### REQUIREMENT:
Every line below that holds the string "Alpha" should be copied.

### DATASET EXTRACT:
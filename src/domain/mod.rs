//! Domain layer for the Metis learning engine
//!
//! This module contains the core models, errors and storage ports.

pub mod errors;
pub mod models;
pub mod ports;

pub use errors::{DomainError, DomainResult};
#[cfg(test)]
#[allow(clippy::unwrap_used)]
mod tests {
    use super::*;
    use crate::model::RuntimeAttributes;
    use pretty_assertions::assert_eq;

    const DOC: &str = "<VPNProfile><AlwaysOn>true</AlwaysOn></VPNProfile>";

    fn upsert(name: &str) -> ManagedProfile {
        ManagedProfile::new(name, ProfileClass::User, DOC, RuntimeAttributes::default())
    }

    fn delete(name: &str) -> ManagedProfile {
        ManagedProfile::tombstone(name, ProfileClass::User)
    }

    fn names(updates: &[ManagedProfile]) -> Vec<&str> {
        updates.iter().map(|u| u.name.as_str()).collect()
    }

    #[test]
    fn rename_collapses_stale_delete() {
        let mut queue = PendingQueue::default();
        queue.schedule(delete("A"));
        queue.schedule(upsert("B").renamed_from("A"));
        queue.schedule(upsert("B").renamed_from("A"));

        assert_eq!(queue.len(), 1);
        let b = queue.get("B").unwrap();
        assert_eq!(b.old_profile_name.as_deref(), Some("A"));
    }

    #[test]
    fn rename_inherits_original_source() {
        let mut queue = PendingQueue::default();
        queue.schedule(upsert("B").renamed_from("A"));
        queue.schedule(upsert("B").renamed_from("X"));
        assert_eq!(
            queue.get("B").unwrap().old_profile_name.as_deref(),
            Some("A")
        );
    }

    #[test]
    fn never_created_rename_target_collapses_to_its_source() {
        let mut queue = PendingQueue::default();
        // A → B queued, then B deleted before it was ever created.
        queue.schedule(upsert("B").renamed_from("A"));
        queue.schedule(delete("B"));
        assert_eq!(
            queue.get("B").unwrap().old_profile_name.as_deref(),
            Some("A")
        );

        // B → C: the queued delete of B is dropped, C depends on A.
        queue.schedule(upsert("C").renamed_from("B"));
        assert_eq!(queue.len(), 1);
        assert_eq!(
            queue.get("C").unwrap().old_profile_name.as_deref(),
            Some("A")
        );
    }

    #[test]
    fn release_orders_tombstones_first() {
        let mut queue = PendingQueue::default();
        queue.schedule(upsert("Zeta"));
        queue.schedule(delete("Old"));
        queue.schedule(upsert("Alpha"));
        assert_eq!(names(&queue.release(&[], false)), vec!["Old", "Alpha", "Zeta"]);
    }

    #[test]
    fn release_respects_connections() {
        let mut queue = PendingQueue::default();
        queue.schedule(upsert("Corp"));
        queue.schedule(upsert("Lab").renamed_from("Lab Old"));
        queue.schedule(upsert("Other"));

        let connected = vec!["corp".to_owned(), "Lab Old".to_owned()];
        assert_eq!(names(&queue.release(&connected, false)), vec!["Other"]);
        assert_eq!(queue.release(&connected, true).len(), 3);
        assert_eq!(queue.release(&[], false).len(), 3);
    }

    #[test]
    fn deploy_folds_into_managed_set() {
        let scheduler = Scheduler::new(Arc::new(Access::new()));
        scheduler.adopt(upsert("A"));
        let b = upsert("B").renamed_from("A");
        scheduler.schedule(b.clone());

        let released = scheduler.release(&[], false);
        scheduler.mark_deployed(&released[0]);
        assert_eq!(scheduler.pending_count(), 0);
        assert_eq!(scheduler.managed_names(), vec!["B"]);

        assert!(scheduler.update_mtu("b", 1350));
        assert_eq!(
            scheduler
                .managed_for_class(ProfileClass::User)
                .unwrap()
                .attributes
                .mtu,
            Some(1350)
        );
        assert!(!scheduler.update_mtu("missing", 1350));

        scheduler.schedule(delete("B"));
        let released = scheduler.release(&[], false);
        scheduler.mark_deployed(&released[0]);
        assert!(scheduler.managed_names().is_empty());
    }

    #[test]
    fn mtu_update_carries_into_queued_update() {
        let scheduler = Scheduler::new(Arc::new(Access::new()));
        scheduler.adopt(upsert("Corp"));
        scheduler.schedule(upsert("corp"));
        assert!(scheduler.update_mtu("Corp", 1400));

        let released = scheduler.release(&[], false);
        assert_eq!(released[0].attributes.mtu, Some(1400));
        let managed = scheduler.managed_for_name("CORP").unwrap();
        assert!(managed.deployed && !managed.is_tombstone());
    }

    #[test]
    fn newer_update_survives_deploy_of_older() {
        let scheduler = Scheduler::new(Arc::new(Access::new()));
        scheduler.schedule(upsert("Corp"));
        let released = scheduler.release(&[], false);

        let mut newer = upsert("Corp");
        newer.attributes.mtu = Some(1300);
        scheduler.schedule(newer);
        scheduler.mark_deployed(&released[0]);
        assert_eq!(scheduler.pending_count(), 1);
    }

    #[test]
    fn newer_class_name_supersedes_queued_create() {
        let scheduler = Scheduler::new(Arc::new(Access::new()));
        scheduler.adopt(upsert("A"));
        scheduler.schedule_for_class(upsert("B"));
        scheduler.schedule_for_class(upsert("C"));

        let released = scheduler.release(&[], false);
        assert_eq!(names(&released), vec!["C"]);
        assert_eq!(released[0].old_profile_name.as_deref(), Some("A"));
    }

    #[test]
    fn supersede_inherits_pending_rename_source() {
        let scheduler = Scheduler::new(Arc::new(Access::new()));
        scheduler.schedule(upsert("B").renamed_from("A"));
        scheduler.schedule_for_class(upsert("C"));
        let released = scheduler.release(&[], false);
        assert_eq!(names(&released), vec!["C"]);
        assert_eq!(released[0].old_profile_name.as_deref(), Some("A"));
    }

    #[test]
    fn concurrent_schedules_leave_one_entry() {
        let scheduler = Scheduler::new(Arc::new(Access::new()));
        scheduler.schedule(delete("A"));

        let handles: Vec<_> = (0..2)
            .map(|i| {
                let scheduler = scheduler.clone();
                std::thread::spawn(move || {
                    let mut update = upsert("B").renamed_from("A");
                    update.attributes.mtu = Some(1300 + i);
                    scheduler.schedule(update);
                })
            })
            .collect();
        for h in handles {
            h.join().unwrap();
        }

        assert_eq!(scheduler.pending_count(), 1);
        let released = scheduler.release(&[], false);
        assert_eq!(released[0].name, "B");
        assert_eq!(released[0].old_profile_name.as_deref(), Some("A"));
    }
}
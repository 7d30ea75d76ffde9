// ── Management bridge ──
//
// The bridge exposes installed VPN profiles as structured documents. It is
// the authoritative write path: profiles are created by handing it a full
// document, and it reports back whatever the OS currently holds.

use uuid::Uuid;

use crate::error::Error;

pub trait ProfileBridge: Send + Sync {
    /// Install a profile document under `name`.
    fn create(&self, name: &str, document: &str) -> Result<(), Error>;

    /// Fetch the installed document for `name`, or `None` when no profile
    /// with that name exists.
    fn get(&self, name: &str) -> Result<Option<String>, Error>;

    /// Interface GUID the OS assigned to the profile's adapter.
    fn guid(&self, name: &str) -> Result<Option<Uuid>, Error>;
}
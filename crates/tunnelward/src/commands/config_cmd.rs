//! Config subcommand handlers.

use tunnelward_config::{ConfigStore, FileConfigStore};

use crate::cli::{ConfigArgs, ConfigCommand, GlobalOpts, OutputFormat};
use crate::error::CliError;
use crate::output;

use super::util;

pub fn handle(args: ConfigArgs, global: &GlobalOpts) -> Result<(), CliError> {
    match args.command {
        ConfigCommand::Path => {
            let path = global
                .config
                .clone()
                .unwrap_or_else(tunnelward_config::config_path);
            output::print_output(&path.display().to_string(), global.quiet);
            Ok(())
        }

        ConfigCommand::Show => {
            let (config, _) = util::load_config(global)?;
            let out = match global.output {
                OutputFormat::Table | OutputFormat::Plain => toml::to_string_pretty(&config)?,
                ref structured => output::render_structured(structured, &config)?,
            };
            output::print_output(out.trim_end(), global.quiet);
            Ok(())
        }

        ConfigCommand::Get {
            key,
            scope,
            kind,
            user_file,
        } => {
            let path = global
                .config
                .clone()
                .unwrap_or_else(tunnelward_config::config_path);
            let store = FileConfigStore::open(&path, user_file.as_deref())?;
            let value = store.read(&key, scope.into(), kind.empty());
            let out = match global.output {
                OutputFormat::Table | OutputFormat::Plain => value.to_string(),
                ref structured => output::render_structured(structured, &value)?,
            };
            output::print_output(&out, global.quiet);
            Ok(())
        }
    }
}
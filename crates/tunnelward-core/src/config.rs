// ── Runtime engine configuration ──
//
// These types describe *how* the engine paces itself: tick cadence, delete
// retry budget, settle pauses. They never touch disk. The config crate
// builds an `EngineConfig` and hands it in.

use std::time::Duration;

use serde::{Deserialize, Serialize};

/// Tuning for the tick driver and the applier.
#[derive(Debug, Clone, PartialEq, Eq, Serialize, Deserialize)]
#[serde(default)]
pub struct EngineConfig {
    /// Seconds between periodic ticks.
    pub tick_interval_secs: u64,
    /// Upper bound of the random delay added to each periodic tick.
    pub tick_jitter_secs: u64,
    /// How long a delete keeps retrying an in-use entry.
    pub delete_timeout_secs: u64,
    /// Pause between delete attempts after a disconnect.
    pub delete_retry_pause_ms: u64,
    /// Pause between create and verification read-back.
    pub settle_delay_ms: u64,
    /// Interval of the disconnect-wait and connect-wait polling loops.
    pub poll_interval_ms: u64,
    /// Apply updates to connected profiles instead of holding them back.
    pub allow_updates_while_connected: bool,
    /// Service restarted when auto-trigger registration changes.
    pub restart_service: String,
}

impl Default for EngineConfig {
    fn default() -> Self {
        Self {
            tick_interval_secs: 300,
            tick_jitter_secs: 30,
            delete_timeout_secs: 30,
            delete_retry_pause_ms: 1000,
            settle_delay_ms: 2000,
            poll_interval_ms: 250,
            allow_updates_while_connected: false,
            restart_service: "RasMan".into(),
        }
    }
}

impl EngineConfig {
    /// No pauses at all. Used by tests and the CLI simulator.
    pub fn immediate() -> Self {
        Self {
            delete_retry_pause_ms: 0,
            settle_delay_ms: 0,
            poll_interval_ms: 0,
            ..Self::default()
        }
    }

    pub fn tick_interval(&self) -> Duration {
        Duration::from_secs(self.tick_interval_secs)
    }

    pub fn delete_timeout(&self) -> Duration {
        Duration::from_secs(self.delete_timeout_secs)
    }

    pub fn delete_retry_pause(&self) -> Duration {
        Duration::from_millis(self.delete_retry_pause_ms)
    }

    pub fn settle_delay(&self) -> Duration {
        Duration::from_millis(self.settle_delay_ms)
    }

    pub fn poll_interval(&self) -> Duration {
        Duration::from_millis(self.poll_interval_ms)
    }
}
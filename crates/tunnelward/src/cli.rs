//! Clap derive structures for the `tunnelward` CLI.
//!
//! Defines the complete command tree, global flags, and shared types.

use std::path::PathBuf;

use clap::{Args, Parser, Subcommand, ValueEnum};
use tunnelward_config::{ConfigValue, Scope};
use tunnelward_core::ProfileClass;

// ── Top-Level CLI ────────────────────────────────────────────────────

/// tunnelward: desired-state management for always-on VPN profiles
#[derive(Debug, Parser)]
#[command(
    name = "tunnelward",
    version,
    about = "Generate, validate and reconcile always-on VPN profiles",
    long_about = "Builds VPN profile documents from declarative settings and drives\n\
        the reconciliation engine that keeps installed profiles in line with them.\n\n\
        `reconcile` runs the engine against a simulated host loaded from a JSON\n\
        snapshot, so every change can be previewed without touching the OS.",
    propagate_version = true,
    subcommand_required = true,
    arg_required_else_help = true
)]
pub struct Cli {
    #[command(flatten)]
    pub global: GlobalOpts,

    #[command(subcommand)]
    pub command: Command,
}

// ── Global Options ───────────────────────────────────────────────────

#[derive(Debug, Args)]
pub struct GlobalOpts {
    /// Config file (defaults to the platform config directory)
    #[arg(long, env = "TUNNELWARD_CONFIG", global = true)]
    pub config: Option<PathBuf>,

    /// Output format
    #[arg(
        long,
        short = 'o',
        env = "TUNNELWARD_OUTPUT",
        default_value = "table",
        global = true
    )]
    pub output: OutputFormat,

    /// When to use color output
    #[arg(long, default_value = "auto", global = true)]
    pub color: ColorMode,

    /// Increase verbosity (-v, -vv, -vvv)
    #[arg(long, short = 'v', action = clap::ArgAction::Count, global = true)]
    pub verbose: u8,

    /// Suppress non-error output
    #[arg(long, short = 'q', global = true)]
    pub quiet: bool,
}

// ── Output & Color Enums ─────────────────────────────────────────────

#[derive(Debug, Clone, ValueEnum)]
pub enum OutputFormat {
    /// Pretty table (default, interactive)
    Table,
    /// Pretty-printed JSON
    Json,
    /// Compact single-line JSON
    JsonCompact,
    /// YAML
    Yaml,
    /// Plain text, one value per line (scripting)
    Plain,
}

#[derive(Debug, Clone, ValueEnum)]
pub enum ColorMode {
    /// Auto-detect (color if terminal is interactive)
    Auto,
    /// Always emit color codes
    Always,
    /// Never emit color codes
    Never,
}

/// Tunnel class as accepted on the command line.
#[derive(Debug, Clone, Copy, ValueEnum)]
pub enum ClassArg {
    /// Device tunnel
    Machine,
    /// Primary user tunnel
    User,
    /// Backup user tunnel
    UserBackup,
}

impl From<ClassArg> for ProfileClass {
    fn from(arg: ClassArg) -> Self {
        match arg {
            ClassArg::Machine => Self::Machine,
            ClassArg::User => Self::User,
            ClassArg::UserBackup => Self::UserBackup,
        }
    }
}

// ── Top-Level Command Enum ───────────────────────────────────────────

#[derive(Debug, Subcommand)]
pub enum Command {
    /// Render profile documents from the configured settings
    #[command(alias = "gen")]
    Generate(GenerateArgs),

    /// Check configured settings without printing documents
    Validate(SelectArgs),

    /// Compare two profile documents field by field
    Diff(DiffArgs),

    /// Show a profile document, optionally merged with its phonebook entry
    Show(ShowArgs),

    /// Run one reconciliation pass against a simulated host
    Reconcile(ReconcileArgs),

    /// Inspect configuration
    Config(ConfigArgs),

    /// Generate shell completions
    Completions(CompletionsArgs),
}

// ── Generation ───────────────────────────────────────────────────────

/// Shared profile selection arguments.
#[derive(Debug, Args)]
pub struct SelectArgs {
    /// Only this tunnel class
    #[arg(long, short = 'c')]
    pub class: Option<ClassArg>,

    /// Never query live route sources; computed routes fall back to nothing
    #[arg(long)]
    pub offline: bool,
}

#[derive(Debug, Args)]
pub struct GenerateArgs {
    #[command(flatten)]
    pub select: SelectArgs,

    /// Indent the rendered documents
    #[arg(long)]
    pub pretty: bool,
}

// ── Documents ────────────────────────────────────────────────────────

#[derive(Debug, Args)]
pub struct DiffArgs {
    /// First profile document
    pub left: PathBuf,

    /// Second profile document
    pub right: PathBuf,
}

#[derive(Debug, Args)]
pub struct ShowArgs {
    /// Profile document
    pub document: PathBuf,

    /// Phonebook file holding the entry's OS-only values
    #[arg(long)]
    pub phonebook: Option<PathBuf>,

    /// Phonebook section name (defaults to the document's file stem)
    #[arg(long)]
    pub name: Option<String>,

    /// Read the all-users phonebook scope instead of the current user's
    #[arg(long)]
    pub all_users: bool,
}

// ── Reconcile ────────────────────────────────────────────────────────

#[derive(Debug, Args)]
pub struct ReconcileArgs {
    /// JSON host snapshot to start from (empty host if omitted)
    #[arg(long, short = 's')]
    pub snapshot: Option<PathBuf>,

    /// Write the host snapshot after the pass to this file
    #[arg(long, short = 'w')]
    pub write: Option<PathBuf>,

    /// Persist managed profile names in this JSON file instead of the snapshot
    #[arg(long)]
    pub state: Option<PathBuf>,

    /// Only this tunnel class
    #[arg(long, short = 'c')]
    pub class: Option<ClassArg>,

    /// Delete managed profiles whose class is no longer configured
    #[arg(long)]
    pub prune: bool,
}

// ── Config ───────────────────────────────────────────────────────────

#[derive(Debug, Args)]
pub struct ConfigArgs {
    #[command(subcommand)]
    pub command: ConfigCommand,
}

#[derive(Debug, Subcommand)]
pub enum ConfigCommand {
    /// Print the config file path
    Path,

    /// Display current resolved configuration
    Show,

    /// Read one value through the typed config store
    Get {
        /// Config key (dot-separated path, e.g., "engine.tick_interval_secs")
        key: String,

        /// Configuration layer
        #[arg(long, default_value = "machine")]
        scope: ScopeArg,

        /// Shape to read the value as
        #[arg(long = "as", default_value = "string")]
        kind: ValueKind,

        /// User-layer config file
        #[arg(long)]
        user_file: Option<PathBuf>,
    },
}

#[derive(Debug, Clone, Copy, ValueEnum)]
pub enum ScopeArg {
    Machine,
    User,
}

impl From<ScopeArg> for Scope {
    fn from(arg: ScopeArg) -> Self {
        match arg {
            ScopeArg::Machine => Self::Machine,
            ScopeArg::User => Self::User,
        }
    }
}

#[derive(Debug, Clone, Copy, ValueEnum)]
pub enum ValueKind {
    String,
    Int,
    Bool,
    List,
    Map,
}

impl ValueKind {
    /// The empty value of this shape, used as the read default.
    pub fn empty(self) -> ConfigValue {
        match self {
            Self::String => ConfigValue::String(String::new()),
            Self::Int => ConfigValue::Int(0),
            Self::Bool => ConfigValue::Bool(false),
            Self::List => ConfigValue::List(Vec::new()),
            Self::Map => ConfigValue::Map(std::collections::BTreeMap::new()),
        }
    }
}

#[derive(Debug, Args)]
pub struct CompletionsArgs {
    /// Shell to generate completions for
    pub shell: clap_complete::Shell,
}
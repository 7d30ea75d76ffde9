//! Output formatting: table, JSON, YAML, plain.
//!
//! Renders data in the format selected by `--output`. Table uses `tabled`,
//! structured formats use serde, plain emits one identifier per line.

use std::io::{self, IsTerminal, Write};

use owo_colors::OwoColorize;
use tabled::{Table, Tabled, settings::Style};

use crate::cli::{ColorMode, OutputFormat};
use crate::error::CliError;

// ── Color helpers ────────────────────────────────────────────────────

/// Determine whether color output should be enabled.
pub fn should_color(mode: &ColorMode) -> bool {
    match mode {
        ColorMode::Always => true,
        ColorMode::Never => false,
        ColorMode::Auto => io::stdout().is_terminal() && std::env::var("NO_COLOR").is_err(),
    }
}

/// Green for `good`, red otherwise.
pub fn status(text: &str, good: bool, color: bool) -> String {
    match (color, good) {
        (false, _) => text.to_owned(),
        (true, true) => text.green().to_string(),
        (true, false) => text.red().to_string(),
    }
}

// ── Render dispatchers ───────────────────────────────────────────────

/// Render a list of serde-serializable + tabled items in the chosen format.
///
/// - `table`: uses the `Tabled` derive to build a pretty table
/// - `json` / `json-compact`: serializes the original data via serde
/// - `yaml`: serializes via serde_yaml
/// - `plain`: calls `id_fn` on each item to emit one identifier per line
pub fn render_list<T, R>(
    format: &OutputFormat,
    data: &[T],
    to_row: impl Fn(&T) -> R,
    id_fn: impl Fn(&T) -> String,
) -> Result<String, CliError>
where
    T: serde::Serialize,
    R: Tabled,
{
    match format {
        OutputFormat::Table => {
            let rows: Vec<R> = data.iter().map(to_row).collect();
            Ok(render_table(&rows))
        }
        OutputFormat::Plain => Ok(data.iter().map(&id_fn).collect::<Vec<_>>().join("\n")),
        structured => render_structured(structured, data),
    }
}

/// Render a single serde-serializable item in the chosen format.
///
/// Table rendering uses a custom `detail_fn` that returns a pre-formatted
/// string, since single-item detail views don't use `Tabled` derive.
pub fn render_single<T>(
    format: &OutputFormat,
    data: &T,
    detail_fn: impl Fn(&T) -> String,
    id_fn: impl Fn(&T) -> String,
) -> Result<String, CliError>
where
    T: serde::Serialize,
{
    match format {
        OutputFormat::Table => Ok(detail_fn(data)),
        OutputFormat::Plain => Ok(id_fn(data)),
        structured => render_structured(structured, data),
    }
}

/// JSON or YAML per `format`. Table and plain fall back to pretty JSON.
pub fn render_structured<T>(format: &OutputFormat, data: &T) -> Result<String, CliError>
where
    T: serde::Serialize + ?Sized,
{
    Ok(match format {
        OutputFormat::JsonCompact => serde_json::to_string(data)?,
        OutputFormat::Yaml => serde_yaml::to_string(data)?,
        OutputFormat::Json | OutputFormat::Table | OutputFormat::Plain => {
            serde_json::to_string_pretty(data)?
        }
    })
}

/// Print the rendered output to stdout, respecting quiet mode.
pub fn print_output(output: &str, quiet: bool) {
    if quiet || output.is_empty() {
        return;
    }
    let mut stdout = io::stdout().lock();
    let _ = writeln!(stdout, "{output}");
}

/// Table of rows with the CLI's border style.
pub fn render_table<R: Tabled>(rows: &[R]) -> String {
    Table::new(rows).with(Style::rounded()).to_string()
}

#[cfg(test)]
#[allow(clippy::unwrap_used)]
mod tests {
    use super::*;

    #[derive(serde::Serialize)]
    struct Item {
        name: &'static str,
    }

    #[derive(Tabled)]
    struct Row {
        #[tabled(rename = "Name")]
        name: String,
    }

    fn render(format: &OutputFormat) -> String {
        let items = [Item { name: "Corp" }, Item { name: "Lab" }];
        render_list(
            format,
            &items,
            |i| Row {
                name: i.name.to_owned(),
            },
            |i| i.name.to_owned(),
        )
        .unwrap()
    }

    #[test]
    fn formats_render_the_same_items() {
        assert_eq!(render(&OutputFormat::Plain), "Corp\nLab");
        assert_eq!(
            render(&OutputFormat::JsonCompact),
            r#"[{"name":"Corp"},{"name":"Lab"}]"#
        );
        assert!(render(&OutputFormat::Yaml).contains("- name: Lab"));
        let table = render(&OutputFormat::Table);
        assert!(table.contains("Name") && table.contains("Corp"));
    }

    #[test]
    fn status_is_plain_without_color() {
        assert_eq!(status("ok", true, false), "ok");
        assert_ne!(status("failed", false, true), "failed");
    }
}
// ── Shared model enums ──

use serde::{Deserialize, Serialize};
use strum::{Display, EnumIter, EnumString};
use tunnelward_api::PhonebookScope;

/// Tunnel class a profile is managed under.
#[derive(
    Debug, Clone, Copy, PartialEq, Eq, Hash, PartialOrd, Ord, Serialize, Deserialize, Display,
    EnumString, EnumIter,
)]
#[serde(rename_all = "snake_case")]
#[strum(serialize_all = "snake_case", ascii_case_insensitive)]
pub enum ProfileClass {
    /// Device tunnel, established before user sign-in.
    Machine,
    User,
    UserBackup,
}

impl ProfileClass {
    pub fn is_device_tunnel(self) -> bool {
        matches!(self, Self::Machine)
    }

    /// Phonebook the class's connection entry lives in.
    pub fn scope(self) -> PhonebookScope {
        match self {
            Self::Machine => PhonebookScope::AllUsers,
            Self::User | Self::UserBackup => PhonebookScope::CurrentUser,
        }
    }
}

/// Which representation a [`Profile`](super::Profile) was rebuilt from.
#[derive(Debug, Clone, Copy, Default, PartialEq, Eq, Serialize, Deserialize, Display)]
pub enum ProfileSource {
    /// Desired-state document.
    #[default]
    Desired,
    /// Document reported by the management bridge.
    Bridge,
    /// Bridge document overlaid with phonebook-only values.
    Merged,
}

#[derive(
    Debug, Clone, Copy, Default, PartialEq, Eq, Hash, Serialize, Deserialize, Display, EnumString,
)]
#[strum(ascii_case_insensitive)]
pub enum RoutingPolicy {
    /// Only listed routes go through the tunnel.
    #[default]
    SplitTunnel,
    ForceTunnel,
}

/// `NativeProtocolType` as written in the document.
#[derive(
    Debug, Clone, Copy, Default, PartialEq, Eq, Hash, Serialize, Deserialize, Display, EnumString,
)]
#[strum(ascii_case_insensitive)]
pub enum NativeProtocol {
    #[strum(serialize = "PPTP")]
    Pptp,
    #[strum(serialize = "L2TP")]
    L2tp,
    #[strum(serialize = "IKEv2")]
    Ikev2,
    #[strum(serialize = "SSTP")]
    Sstp,
    #[default]
    Automatic,
    ProtocolList,
}

#[derive(Debug, Clone, Copy, PartialEq, Eq, Hash, Serialize, Deserialize, Display)]
pub enum AuthMethod {
    /// `<UserMethod>Eap</UserMethod>`
    Eap,
    /// `<MachineMethod>Certificate</MachineMethod>`
    MachineCertificate,
}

### RESPONSE BELOW:
        queue.schedule(upsert("Alpha"));
        assert_eq!(names(&queue.release(&[], false)), vec!["Old", "Alpha", "Zeta"]);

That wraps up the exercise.